» WHAT YOU WILL DO:
Pull from the data below each line where the word "super" occurs, and copy it.

» ENTRIES PROVIDED:
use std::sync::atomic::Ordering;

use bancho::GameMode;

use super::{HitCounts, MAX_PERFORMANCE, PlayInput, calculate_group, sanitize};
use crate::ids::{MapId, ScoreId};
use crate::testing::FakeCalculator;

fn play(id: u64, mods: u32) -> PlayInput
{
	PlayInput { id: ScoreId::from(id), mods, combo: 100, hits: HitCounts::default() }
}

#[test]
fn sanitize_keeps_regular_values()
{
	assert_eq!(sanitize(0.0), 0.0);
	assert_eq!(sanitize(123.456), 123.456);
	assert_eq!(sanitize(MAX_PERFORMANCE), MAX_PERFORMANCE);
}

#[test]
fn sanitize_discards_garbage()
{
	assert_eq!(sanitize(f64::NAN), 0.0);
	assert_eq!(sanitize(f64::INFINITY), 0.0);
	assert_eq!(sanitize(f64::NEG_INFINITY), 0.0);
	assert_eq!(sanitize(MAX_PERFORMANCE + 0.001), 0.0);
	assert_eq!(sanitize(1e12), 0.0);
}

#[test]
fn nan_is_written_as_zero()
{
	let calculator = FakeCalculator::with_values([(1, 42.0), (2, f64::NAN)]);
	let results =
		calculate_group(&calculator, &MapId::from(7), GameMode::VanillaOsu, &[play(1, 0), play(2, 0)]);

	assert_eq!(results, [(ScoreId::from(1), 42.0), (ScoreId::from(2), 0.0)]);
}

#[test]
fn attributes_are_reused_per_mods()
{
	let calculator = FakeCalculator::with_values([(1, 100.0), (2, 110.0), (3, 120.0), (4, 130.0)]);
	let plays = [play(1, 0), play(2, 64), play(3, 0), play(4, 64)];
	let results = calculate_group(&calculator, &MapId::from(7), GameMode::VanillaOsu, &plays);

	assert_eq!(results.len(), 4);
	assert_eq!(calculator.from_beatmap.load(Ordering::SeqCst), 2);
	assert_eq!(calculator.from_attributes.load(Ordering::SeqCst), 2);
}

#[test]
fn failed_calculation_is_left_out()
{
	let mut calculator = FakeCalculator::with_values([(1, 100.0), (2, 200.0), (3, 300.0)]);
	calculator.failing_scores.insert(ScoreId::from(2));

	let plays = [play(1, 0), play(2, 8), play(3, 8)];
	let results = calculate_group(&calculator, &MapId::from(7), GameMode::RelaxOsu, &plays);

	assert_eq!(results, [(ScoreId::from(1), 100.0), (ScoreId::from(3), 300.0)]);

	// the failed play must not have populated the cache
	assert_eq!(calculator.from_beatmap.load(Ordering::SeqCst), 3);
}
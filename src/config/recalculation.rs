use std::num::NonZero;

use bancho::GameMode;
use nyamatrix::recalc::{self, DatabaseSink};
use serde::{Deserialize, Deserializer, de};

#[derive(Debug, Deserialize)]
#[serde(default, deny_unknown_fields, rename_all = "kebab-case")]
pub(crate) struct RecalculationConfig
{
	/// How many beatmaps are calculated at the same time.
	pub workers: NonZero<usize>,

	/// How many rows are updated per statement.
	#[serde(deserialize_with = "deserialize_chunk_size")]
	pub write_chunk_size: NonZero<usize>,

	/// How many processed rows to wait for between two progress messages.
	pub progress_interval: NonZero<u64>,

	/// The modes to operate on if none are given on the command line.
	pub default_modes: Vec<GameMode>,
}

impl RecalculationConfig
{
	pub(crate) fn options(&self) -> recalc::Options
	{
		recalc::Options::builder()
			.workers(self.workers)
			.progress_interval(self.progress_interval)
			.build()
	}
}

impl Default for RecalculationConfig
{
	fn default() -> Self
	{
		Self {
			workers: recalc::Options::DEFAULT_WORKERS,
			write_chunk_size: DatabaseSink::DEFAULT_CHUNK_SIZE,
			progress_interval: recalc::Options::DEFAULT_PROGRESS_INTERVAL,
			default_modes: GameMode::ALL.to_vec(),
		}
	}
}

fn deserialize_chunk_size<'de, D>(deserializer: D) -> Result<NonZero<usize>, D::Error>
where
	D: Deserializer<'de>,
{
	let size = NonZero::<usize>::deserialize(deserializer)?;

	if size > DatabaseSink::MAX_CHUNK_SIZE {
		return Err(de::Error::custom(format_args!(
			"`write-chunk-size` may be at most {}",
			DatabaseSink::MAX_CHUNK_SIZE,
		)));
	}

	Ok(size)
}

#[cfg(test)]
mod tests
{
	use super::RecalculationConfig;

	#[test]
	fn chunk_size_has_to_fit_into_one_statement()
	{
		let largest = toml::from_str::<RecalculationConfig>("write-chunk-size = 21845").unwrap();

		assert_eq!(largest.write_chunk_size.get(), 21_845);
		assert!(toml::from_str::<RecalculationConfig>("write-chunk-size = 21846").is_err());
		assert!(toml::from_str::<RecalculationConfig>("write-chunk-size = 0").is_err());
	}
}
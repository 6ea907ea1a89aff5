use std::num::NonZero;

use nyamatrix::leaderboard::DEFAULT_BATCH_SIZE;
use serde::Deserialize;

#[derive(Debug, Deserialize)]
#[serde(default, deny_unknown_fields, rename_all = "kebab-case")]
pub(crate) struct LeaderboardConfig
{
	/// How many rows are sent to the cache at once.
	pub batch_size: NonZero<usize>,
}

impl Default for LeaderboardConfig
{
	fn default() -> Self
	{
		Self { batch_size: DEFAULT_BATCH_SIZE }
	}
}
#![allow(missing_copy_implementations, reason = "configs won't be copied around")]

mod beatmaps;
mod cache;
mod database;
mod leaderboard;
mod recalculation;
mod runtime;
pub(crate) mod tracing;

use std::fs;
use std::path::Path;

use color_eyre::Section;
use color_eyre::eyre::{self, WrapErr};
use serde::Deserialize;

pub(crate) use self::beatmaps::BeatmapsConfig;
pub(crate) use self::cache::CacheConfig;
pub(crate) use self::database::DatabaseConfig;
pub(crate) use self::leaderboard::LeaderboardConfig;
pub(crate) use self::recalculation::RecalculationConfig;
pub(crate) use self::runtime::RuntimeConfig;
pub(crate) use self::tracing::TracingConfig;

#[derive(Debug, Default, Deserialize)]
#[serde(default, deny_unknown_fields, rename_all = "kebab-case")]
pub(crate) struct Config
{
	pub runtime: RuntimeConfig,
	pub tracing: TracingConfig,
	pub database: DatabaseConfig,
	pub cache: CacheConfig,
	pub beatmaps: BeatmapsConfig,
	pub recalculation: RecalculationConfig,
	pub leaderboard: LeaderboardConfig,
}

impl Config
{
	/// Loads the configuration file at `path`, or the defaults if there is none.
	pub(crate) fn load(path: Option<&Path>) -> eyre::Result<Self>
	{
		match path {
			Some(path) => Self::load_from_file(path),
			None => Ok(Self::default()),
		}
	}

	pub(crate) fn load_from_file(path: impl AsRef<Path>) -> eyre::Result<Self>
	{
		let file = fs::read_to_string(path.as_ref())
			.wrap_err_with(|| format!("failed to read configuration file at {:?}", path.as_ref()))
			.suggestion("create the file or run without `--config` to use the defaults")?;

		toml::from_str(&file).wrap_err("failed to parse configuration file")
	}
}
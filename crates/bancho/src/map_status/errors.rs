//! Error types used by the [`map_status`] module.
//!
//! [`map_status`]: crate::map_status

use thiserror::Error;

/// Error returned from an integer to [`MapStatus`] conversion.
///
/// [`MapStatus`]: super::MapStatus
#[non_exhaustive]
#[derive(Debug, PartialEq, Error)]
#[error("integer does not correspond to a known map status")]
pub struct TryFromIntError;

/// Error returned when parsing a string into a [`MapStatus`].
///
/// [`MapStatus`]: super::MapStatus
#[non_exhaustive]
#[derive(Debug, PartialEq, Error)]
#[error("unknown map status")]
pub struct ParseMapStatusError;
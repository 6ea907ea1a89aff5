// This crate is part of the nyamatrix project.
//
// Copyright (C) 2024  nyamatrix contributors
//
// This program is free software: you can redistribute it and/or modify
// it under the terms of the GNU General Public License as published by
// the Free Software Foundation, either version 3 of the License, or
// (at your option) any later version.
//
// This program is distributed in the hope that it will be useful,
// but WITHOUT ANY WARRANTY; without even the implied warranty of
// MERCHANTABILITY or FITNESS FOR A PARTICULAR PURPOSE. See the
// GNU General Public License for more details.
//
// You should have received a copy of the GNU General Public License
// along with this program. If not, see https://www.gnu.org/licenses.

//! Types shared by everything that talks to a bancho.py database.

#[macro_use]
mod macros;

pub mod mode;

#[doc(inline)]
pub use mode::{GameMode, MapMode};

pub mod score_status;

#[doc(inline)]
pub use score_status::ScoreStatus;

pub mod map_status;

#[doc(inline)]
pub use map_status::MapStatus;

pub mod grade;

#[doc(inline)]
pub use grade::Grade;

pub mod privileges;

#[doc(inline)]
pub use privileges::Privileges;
* * *
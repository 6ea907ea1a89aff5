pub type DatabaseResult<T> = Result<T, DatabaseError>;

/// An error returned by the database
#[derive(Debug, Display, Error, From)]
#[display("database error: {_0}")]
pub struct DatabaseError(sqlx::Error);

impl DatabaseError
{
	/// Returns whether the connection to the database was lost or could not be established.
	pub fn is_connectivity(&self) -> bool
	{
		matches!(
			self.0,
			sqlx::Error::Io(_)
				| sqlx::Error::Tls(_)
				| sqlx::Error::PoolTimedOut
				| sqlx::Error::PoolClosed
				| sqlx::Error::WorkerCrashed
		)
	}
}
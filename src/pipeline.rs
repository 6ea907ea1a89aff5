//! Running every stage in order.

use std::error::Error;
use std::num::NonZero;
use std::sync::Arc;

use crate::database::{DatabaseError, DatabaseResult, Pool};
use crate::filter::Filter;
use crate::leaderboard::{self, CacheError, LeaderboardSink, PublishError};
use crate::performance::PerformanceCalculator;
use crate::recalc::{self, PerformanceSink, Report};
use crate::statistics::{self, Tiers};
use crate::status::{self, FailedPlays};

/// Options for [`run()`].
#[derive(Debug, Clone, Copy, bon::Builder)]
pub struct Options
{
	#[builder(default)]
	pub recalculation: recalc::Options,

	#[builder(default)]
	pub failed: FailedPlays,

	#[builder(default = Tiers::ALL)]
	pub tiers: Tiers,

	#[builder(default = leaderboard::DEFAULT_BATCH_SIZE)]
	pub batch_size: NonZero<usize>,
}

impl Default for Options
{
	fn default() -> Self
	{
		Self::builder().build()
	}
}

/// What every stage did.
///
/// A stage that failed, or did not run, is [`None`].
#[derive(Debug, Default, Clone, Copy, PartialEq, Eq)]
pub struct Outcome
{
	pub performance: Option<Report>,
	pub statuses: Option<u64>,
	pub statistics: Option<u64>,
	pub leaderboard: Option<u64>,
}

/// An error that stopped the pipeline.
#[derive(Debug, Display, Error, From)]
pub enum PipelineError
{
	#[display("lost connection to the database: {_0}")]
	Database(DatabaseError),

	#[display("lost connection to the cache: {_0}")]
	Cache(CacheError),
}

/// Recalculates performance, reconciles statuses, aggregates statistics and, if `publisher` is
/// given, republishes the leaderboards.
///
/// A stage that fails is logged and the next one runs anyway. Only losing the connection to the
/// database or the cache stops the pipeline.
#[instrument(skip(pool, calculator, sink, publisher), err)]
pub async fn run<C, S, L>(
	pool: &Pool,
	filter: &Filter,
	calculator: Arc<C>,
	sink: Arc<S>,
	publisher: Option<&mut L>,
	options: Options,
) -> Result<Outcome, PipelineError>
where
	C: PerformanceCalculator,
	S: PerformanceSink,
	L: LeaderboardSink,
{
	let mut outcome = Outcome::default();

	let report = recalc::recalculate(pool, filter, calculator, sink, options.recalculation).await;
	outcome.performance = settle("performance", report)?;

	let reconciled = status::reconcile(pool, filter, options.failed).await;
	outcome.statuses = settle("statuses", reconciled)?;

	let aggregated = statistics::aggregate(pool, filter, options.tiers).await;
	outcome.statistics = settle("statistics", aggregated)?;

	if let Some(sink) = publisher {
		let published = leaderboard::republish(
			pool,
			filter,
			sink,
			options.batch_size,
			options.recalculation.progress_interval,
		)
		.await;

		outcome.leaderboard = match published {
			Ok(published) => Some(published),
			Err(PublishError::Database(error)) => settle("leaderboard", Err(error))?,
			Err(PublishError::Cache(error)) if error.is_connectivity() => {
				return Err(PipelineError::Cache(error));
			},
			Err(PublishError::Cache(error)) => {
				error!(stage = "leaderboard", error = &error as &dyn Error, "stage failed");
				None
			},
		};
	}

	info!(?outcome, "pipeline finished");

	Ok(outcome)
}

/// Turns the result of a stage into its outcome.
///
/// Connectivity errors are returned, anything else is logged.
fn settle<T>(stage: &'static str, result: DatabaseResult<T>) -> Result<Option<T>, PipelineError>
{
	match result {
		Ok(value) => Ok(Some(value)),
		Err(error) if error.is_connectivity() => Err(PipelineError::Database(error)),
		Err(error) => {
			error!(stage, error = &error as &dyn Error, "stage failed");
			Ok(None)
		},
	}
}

» TASK SOLUTION:
use super::{HitCounts, MAX_PERFORMANCE, PlayInput, calculate_group, sanitize};
	use super::RecalculationConfig;
/// [`MapStatus`]: super::MapStatus
/// [`MapStatus`]: super::MapStatus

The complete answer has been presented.